_Problem description_
Take the records below from their first line to the line with "pub fn from_pem(chain_pem: &[u8])", and restate those lines word for word.

[Records contained in a dataset]

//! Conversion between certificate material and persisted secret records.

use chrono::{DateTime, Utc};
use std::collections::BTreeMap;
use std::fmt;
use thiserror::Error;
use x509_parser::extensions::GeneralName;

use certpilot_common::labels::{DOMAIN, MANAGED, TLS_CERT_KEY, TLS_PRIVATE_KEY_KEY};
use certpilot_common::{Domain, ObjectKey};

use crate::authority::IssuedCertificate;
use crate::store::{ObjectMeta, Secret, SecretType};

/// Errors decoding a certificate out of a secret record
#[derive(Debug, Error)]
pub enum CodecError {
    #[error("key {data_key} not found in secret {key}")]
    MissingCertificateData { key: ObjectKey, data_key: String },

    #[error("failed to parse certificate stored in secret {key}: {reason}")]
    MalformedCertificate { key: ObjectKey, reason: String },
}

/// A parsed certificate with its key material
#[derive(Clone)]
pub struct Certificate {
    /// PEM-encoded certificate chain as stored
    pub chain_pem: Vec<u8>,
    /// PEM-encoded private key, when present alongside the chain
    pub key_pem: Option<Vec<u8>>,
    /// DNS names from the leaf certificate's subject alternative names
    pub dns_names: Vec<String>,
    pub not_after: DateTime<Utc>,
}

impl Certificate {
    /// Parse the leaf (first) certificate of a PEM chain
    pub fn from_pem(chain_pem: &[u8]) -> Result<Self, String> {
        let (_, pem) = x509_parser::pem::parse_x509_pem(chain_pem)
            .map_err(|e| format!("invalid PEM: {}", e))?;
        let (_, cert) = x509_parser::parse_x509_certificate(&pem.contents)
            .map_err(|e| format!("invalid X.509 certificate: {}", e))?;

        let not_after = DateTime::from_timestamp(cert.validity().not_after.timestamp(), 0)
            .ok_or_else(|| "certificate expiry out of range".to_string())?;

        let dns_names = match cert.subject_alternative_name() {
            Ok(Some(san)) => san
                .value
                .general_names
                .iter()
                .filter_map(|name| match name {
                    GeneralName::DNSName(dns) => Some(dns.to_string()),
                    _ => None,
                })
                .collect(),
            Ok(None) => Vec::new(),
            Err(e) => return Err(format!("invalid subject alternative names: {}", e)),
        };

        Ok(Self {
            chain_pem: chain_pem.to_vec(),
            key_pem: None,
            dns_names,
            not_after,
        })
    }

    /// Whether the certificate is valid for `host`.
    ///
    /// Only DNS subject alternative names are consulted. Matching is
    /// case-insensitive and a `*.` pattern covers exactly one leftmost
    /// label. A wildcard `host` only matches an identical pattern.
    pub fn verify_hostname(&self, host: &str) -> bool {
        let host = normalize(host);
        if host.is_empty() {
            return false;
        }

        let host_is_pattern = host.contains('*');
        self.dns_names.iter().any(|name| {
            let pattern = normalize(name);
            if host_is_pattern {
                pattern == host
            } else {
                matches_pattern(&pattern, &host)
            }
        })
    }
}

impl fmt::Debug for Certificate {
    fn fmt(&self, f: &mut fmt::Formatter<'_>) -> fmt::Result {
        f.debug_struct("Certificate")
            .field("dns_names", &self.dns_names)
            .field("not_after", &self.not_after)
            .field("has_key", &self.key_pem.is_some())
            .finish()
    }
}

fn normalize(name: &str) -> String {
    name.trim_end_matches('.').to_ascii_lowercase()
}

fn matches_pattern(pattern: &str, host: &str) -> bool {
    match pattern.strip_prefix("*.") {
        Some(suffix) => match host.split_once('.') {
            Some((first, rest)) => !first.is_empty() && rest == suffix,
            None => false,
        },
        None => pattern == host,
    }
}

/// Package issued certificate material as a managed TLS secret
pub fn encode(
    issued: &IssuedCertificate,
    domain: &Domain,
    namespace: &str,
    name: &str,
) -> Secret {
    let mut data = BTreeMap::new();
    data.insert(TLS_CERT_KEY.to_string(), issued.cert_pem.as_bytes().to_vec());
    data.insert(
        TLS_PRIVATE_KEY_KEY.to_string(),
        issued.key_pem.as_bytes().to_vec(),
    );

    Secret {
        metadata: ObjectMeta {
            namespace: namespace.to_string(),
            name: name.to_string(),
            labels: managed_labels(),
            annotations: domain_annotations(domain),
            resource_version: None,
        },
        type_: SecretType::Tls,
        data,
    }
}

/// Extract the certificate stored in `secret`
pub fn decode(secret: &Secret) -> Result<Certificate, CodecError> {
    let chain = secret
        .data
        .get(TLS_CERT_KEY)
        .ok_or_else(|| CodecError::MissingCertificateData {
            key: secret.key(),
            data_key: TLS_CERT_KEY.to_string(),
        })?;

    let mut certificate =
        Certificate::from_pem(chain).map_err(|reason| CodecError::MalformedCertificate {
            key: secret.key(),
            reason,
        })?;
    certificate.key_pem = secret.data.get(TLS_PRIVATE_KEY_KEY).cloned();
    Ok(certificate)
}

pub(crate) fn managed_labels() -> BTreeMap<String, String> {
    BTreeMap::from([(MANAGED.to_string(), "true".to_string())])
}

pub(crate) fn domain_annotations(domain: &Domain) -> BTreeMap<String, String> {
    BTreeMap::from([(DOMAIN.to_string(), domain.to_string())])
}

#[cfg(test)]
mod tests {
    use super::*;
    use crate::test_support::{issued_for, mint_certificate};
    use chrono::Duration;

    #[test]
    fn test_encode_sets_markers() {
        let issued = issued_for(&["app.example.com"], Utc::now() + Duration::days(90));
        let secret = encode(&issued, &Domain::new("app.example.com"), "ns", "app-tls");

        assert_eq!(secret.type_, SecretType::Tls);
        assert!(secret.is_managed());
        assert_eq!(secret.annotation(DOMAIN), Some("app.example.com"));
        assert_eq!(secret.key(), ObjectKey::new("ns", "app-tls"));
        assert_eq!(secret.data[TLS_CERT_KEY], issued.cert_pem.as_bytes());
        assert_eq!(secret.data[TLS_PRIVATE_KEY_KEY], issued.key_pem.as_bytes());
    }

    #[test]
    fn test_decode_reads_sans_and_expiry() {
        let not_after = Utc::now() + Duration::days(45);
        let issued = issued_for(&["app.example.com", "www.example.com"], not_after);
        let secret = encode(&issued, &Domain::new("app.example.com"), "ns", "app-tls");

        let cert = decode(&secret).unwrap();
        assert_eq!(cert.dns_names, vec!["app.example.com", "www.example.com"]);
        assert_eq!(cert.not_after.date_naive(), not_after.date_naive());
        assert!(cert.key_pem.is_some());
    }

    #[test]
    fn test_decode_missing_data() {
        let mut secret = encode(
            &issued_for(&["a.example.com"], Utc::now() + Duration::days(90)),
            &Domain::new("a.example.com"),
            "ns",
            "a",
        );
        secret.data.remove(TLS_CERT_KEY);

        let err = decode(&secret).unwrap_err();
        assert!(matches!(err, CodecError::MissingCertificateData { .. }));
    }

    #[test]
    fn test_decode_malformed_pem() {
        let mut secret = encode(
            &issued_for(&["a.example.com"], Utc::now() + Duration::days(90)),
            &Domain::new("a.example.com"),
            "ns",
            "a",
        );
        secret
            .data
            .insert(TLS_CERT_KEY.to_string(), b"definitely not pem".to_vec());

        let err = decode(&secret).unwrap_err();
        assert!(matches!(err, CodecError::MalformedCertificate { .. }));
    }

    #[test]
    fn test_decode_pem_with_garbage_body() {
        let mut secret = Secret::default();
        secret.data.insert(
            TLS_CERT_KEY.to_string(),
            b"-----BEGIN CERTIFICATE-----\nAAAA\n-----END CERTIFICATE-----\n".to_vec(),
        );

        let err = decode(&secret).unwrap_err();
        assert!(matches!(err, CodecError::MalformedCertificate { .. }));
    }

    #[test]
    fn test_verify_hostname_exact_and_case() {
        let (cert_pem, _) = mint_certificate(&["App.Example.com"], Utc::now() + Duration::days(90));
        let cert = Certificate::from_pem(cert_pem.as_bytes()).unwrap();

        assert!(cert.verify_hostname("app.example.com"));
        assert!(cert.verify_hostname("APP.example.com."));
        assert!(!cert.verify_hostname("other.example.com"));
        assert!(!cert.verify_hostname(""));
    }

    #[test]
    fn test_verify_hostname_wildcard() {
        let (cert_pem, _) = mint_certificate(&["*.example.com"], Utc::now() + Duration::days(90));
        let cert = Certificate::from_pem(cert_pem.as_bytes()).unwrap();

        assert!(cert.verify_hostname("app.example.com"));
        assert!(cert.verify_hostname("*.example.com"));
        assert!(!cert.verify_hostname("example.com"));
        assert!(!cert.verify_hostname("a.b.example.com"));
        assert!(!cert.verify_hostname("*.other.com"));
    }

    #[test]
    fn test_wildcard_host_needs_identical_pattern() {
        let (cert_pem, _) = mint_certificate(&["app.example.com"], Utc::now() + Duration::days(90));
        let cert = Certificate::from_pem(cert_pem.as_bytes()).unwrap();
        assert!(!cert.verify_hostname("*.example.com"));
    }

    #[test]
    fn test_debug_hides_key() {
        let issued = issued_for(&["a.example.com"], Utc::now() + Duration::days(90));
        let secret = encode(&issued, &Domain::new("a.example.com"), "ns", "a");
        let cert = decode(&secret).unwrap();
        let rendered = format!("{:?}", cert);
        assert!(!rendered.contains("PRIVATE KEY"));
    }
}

_Response to this exercise_
//! Conversion between certificate material and persisted secret records.

use chrono::{DateTime, Utc};
use std::collections::BTreeMap;
use std::fmt;
use thiserror::Error;
use x509_parser::extensions::GeneralName;

use certpilot_common::labels::{DOMAIN, MANAGED, TLS_CERT_KEY, TLS_PRIVATE_KEY_KEY};
use certpilot_common::{Domain, ObjectKey};

use crate::authority::IssuedCertificate;
use crate::store::{ObjectMeta, Secret, SecretType};

/// Errors decoding a certificate out of a secret record
#[derive(Debug, Error)]
pub enum CodecError {
    #[error("key {data_key} not found in secret {key}")]
    MissingCertificateData { key: ObjectKey, data_key: String },

    #[error("failed to parse certificate stored in secret {key}: {reason}")]
    MalformedCertificate { key: ObjectKey, reason: String },
}

/// A parsed certificate with its key material
#[derive(Clone)]
pub struct Certificate {
    /// PEM-encoded certificate chain as stored
    pub chain_pem: Vec<u8>,
    /// PEM-encoded private key, when present alongside the chain
    pub key_pem: Option<Vec<u8>>,
    /// DNS names from the leaf certificate's subject alternative names
    pub dns_names: Vec<String>,
    pub not_after: DateTime<Utc>,
}

impl Certificate {
    /// Parse the leaf (first) certificate of a PEM chain
    pub fn from_pem(chain_pem: &[u8]) -> Result<Self, String> {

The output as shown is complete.